----- Listed entries

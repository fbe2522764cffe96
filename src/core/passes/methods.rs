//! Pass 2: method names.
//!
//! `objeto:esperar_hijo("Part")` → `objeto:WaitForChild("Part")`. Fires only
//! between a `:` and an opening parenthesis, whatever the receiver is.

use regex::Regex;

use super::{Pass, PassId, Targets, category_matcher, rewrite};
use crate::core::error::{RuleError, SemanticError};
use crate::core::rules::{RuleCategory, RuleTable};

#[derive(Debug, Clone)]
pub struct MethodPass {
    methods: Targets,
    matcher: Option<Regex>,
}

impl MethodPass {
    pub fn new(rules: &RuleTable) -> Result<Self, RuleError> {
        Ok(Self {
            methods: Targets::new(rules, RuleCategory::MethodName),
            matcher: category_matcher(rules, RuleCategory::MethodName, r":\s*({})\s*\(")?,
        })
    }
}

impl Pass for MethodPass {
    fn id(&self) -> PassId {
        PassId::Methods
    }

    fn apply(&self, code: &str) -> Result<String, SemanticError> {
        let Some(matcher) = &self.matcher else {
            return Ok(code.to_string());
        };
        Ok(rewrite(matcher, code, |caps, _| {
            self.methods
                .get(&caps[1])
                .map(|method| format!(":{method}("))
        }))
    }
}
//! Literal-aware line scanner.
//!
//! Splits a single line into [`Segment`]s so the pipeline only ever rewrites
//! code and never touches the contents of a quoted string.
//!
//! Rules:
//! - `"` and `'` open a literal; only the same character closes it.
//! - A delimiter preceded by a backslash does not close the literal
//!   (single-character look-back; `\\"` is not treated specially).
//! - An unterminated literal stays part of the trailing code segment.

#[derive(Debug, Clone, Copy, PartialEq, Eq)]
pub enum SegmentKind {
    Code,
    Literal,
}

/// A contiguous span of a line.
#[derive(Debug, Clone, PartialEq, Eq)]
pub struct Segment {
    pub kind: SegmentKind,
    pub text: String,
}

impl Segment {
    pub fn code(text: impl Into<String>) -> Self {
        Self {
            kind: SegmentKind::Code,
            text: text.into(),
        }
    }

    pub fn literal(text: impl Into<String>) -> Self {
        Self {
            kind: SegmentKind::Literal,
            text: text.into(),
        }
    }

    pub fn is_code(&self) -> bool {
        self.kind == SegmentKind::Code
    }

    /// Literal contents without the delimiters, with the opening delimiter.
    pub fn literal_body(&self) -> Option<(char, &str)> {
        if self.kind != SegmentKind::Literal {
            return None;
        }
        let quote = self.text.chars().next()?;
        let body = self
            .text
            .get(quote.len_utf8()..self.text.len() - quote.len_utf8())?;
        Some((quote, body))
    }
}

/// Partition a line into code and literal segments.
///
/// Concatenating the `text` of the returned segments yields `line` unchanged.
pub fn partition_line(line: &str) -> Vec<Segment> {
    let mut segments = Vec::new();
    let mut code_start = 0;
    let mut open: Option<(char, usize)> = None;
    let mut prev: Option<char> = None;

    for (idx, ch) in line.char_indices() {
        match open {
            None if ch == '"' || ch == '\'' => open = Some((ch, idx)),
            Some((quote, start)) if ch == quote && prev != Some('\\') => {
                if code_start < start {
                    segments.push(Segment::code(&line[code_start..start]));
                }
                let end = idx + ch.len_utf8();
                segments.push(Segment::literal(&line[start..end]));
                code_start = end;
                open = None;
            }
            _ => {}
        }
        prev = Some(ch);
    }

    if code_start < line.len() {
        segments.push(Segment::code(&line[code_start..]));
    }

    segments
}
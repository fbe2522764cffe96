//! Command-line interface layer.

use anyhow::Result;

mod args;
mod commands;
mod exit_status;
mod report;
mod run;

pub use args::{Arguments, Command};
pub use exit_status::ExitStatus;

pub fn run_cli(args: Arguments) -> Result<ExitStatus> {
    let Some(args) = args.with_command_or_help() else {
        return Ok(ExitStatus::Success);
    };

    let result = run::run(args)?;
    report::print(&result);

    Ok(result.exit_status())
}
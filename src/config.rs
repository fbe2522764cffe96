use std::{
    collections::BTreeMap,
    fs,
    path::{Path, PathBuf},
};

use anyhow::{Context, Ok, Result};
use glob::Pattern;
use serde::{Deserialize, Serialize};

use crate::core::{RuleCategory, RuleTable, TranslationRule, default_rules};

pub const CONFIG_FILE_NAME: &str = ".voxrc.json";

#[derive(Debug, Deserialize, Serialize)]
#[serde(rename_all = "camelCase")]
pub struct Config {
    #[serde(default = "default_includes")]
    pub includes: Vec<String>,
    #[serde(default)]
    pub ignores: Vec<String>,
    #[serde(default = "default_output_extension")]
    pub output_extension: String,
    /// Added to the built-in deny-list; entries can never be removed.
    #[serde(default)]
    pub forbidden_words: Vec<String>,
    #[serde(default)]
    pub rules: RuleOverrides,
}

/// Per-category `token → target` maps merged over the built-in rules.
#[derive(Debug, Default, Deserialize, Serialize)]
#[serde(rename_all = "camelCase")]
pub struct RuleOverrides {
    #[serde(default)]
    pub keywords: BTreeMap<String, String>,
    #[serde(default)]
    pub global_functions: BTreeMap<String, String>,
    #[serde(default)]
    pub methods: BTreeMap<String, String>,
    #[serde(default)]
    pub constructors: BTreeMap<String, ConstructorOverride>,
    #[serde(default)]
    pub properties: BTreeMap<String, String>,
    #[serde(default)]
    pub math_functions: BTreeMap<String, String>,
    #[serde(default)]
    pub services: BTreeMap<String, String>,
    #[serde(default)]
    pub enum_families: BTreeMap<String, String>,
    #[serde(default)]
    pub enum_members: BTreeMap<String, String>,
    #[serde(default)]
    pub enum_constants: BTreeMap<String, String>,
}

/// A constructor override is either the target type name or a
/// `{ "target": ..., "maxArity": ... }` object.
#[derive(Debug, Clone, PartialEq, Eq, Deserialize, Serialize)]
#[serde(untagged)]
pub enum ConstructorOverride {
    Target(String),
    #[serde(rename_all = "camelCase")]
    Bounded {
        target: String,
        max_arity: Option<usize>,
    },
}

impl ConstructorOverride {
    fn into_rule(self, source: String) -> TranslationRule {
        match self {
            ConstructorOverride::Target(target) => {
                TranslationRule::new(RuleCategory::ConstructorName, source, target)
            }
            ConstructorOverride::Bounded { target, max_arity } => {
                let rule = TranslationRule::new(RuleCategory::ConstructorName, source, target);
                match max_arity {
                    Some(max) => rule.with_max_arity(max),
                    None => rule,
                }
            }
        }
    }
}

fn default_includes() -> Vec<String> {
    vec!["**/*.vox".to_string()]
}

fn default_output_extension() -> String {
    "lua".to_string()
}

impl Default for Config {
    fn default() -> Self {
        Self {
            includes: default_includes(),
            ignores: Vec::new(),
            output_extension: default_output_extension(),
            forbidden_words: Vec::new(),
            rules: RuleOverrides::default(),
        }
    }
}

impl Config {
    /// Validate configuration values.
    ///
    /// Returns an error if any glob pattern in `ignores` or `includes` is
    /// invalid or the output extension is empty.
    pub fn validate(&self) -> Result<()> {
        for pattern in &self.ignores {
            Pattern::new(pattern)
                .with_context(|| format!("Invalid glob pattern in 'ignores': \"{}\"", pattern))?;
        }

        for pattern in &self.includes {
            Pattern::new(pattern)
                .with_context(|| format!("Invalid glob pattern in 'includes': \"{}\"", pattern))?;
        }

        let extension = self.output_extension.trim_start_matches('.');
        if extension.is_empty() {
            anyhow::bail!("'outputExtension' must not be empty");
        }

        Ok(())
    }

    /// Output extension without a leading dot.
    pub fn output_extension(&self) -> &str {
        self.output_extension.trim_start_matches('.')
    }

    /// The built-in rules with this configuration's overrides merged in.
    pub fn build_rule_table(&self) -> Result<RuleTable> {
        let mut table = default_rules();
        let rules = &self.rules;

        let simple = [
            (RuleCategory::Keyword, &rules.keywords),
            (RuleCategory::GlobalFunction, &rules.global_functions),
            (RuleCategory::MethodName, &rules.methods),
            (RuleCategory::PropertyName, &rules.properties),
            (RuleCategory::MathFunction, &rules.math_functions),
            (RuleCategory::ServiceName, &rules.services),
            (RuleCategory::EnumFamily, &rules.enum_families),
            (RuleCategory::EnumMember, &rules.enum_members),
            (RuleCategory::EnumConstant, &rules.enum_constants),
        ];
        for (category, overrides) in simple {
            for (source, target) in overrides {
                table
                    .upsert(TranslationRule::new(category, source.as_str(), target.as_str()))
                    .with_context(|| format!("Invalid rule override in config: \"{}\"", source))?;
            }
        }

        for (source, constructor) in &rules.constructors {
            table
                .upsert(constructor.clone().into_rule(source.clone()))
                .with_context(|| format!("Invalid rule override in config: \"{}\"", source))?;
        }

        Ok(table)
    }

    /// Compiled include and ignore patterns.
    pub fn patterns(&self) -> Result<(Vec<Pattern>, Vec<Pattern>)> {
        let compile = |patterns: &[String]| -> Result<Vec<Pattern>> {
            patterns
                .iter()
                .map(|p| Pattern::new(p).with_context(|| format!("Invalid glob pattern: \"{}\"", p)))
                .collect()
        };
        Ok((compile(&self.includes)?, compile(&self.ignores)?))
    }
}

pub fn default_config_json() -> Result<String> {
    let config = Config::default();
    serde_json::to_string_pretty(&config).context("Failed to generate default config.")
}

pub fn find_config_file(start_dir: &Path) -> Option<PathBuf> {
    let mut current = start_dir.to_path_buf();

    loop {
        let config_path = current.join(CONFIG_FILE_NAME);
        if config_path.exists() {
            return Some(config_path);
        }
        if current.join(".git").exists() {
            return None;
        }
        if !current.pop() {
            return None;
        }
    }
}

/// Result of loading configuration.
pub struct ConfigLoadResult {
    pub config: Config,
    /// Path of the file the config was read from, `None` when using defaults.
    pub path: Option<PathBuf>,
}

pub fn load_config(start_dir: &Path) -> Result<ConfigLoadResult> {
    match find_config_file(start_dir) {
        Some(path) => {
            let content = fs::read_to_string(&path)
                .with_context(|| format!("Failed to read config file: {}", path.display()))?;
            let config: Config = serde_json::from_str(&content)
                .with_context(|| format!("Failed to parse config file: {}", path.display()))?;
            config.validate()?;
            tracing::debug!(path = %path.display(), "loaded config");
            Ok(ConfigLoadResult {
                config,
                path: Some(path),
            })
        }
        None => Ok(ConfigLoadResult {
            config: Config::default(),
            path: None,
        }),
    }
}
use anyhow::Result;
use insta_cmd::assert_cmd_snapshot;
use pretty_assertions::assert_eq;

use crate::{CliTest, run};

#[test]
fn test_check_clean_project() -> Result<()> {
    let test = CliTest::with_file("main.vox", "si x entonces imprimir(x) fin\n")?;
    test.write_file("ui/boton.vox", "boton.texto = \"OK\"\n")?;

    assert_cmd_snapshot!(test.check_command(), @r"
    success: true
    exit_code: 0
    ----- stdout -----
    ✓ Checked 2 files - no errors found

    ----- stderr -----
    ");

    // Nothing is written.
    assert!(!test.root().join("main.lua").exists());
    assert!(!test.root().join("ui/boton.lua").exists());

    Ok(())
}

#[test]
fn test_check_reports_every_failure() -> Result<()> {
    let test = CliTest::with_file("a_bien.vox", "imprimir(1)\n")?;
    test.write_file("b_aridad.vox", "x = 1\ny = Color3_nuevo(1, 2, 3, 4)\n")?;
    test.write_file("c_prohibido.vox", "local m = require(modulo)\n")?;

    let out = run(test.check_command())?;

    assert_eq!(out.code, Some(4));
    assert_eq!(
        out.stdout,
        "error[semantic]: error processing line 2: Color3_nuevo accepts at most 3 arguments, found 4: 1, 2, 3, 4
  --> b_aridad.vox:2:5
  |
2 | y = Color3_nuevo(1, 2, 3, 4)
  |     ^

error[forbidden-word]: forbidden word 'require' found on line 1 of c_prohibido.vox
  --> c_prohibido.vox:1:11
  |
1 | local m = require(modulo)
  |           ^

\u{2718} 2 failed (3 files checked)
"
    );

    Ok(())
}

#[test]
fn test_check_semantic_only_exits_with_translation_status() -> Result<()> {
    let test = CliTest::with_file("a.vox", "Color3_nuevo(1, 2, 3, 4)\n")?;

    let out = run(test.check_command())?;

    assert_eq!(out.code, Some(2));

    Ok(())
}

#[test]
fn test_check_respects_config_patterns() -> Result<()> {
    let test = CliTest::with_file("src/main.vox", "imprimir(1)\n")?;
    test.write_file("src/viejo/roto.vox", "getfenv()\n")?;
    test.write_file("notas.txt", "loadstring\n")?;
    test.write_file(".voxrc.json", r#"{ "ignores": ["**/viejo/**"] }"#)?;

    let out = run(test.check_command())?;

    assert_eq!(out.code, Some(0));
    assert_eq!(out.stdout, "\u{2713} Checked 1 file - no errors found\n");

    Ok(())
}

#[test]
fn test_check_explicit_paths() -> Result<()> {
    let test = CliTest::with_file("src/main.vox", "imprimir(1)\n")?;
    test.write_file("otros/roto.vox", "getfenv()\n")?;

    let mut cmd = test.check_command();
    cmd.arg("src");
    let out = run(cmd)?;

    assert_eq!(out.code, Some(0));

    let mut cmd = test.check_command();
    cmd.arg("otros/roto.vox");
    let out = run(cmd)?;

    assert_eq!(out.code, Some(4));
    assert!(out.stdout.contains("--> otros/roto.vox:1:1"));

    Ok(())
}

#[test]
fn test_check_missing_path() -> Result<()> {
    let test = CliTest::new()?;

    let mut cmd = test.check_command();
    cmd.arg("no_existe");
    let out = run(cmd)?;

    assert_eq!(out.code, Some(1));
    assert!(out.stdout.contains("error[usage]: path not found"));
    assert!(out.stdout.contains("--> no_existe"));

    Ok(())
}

----------

Exercise directions: Could you show every line of the material that includes the string "crate"?

Task result:
use crate::core::error::{RuleError, SemanticError};
use crate::core::rules::{RuleCategory, RuleTable};
use crate::core::{RuleCategory, RuleTable, TranslationRule, default_rules};
use crate::{CliTest, run};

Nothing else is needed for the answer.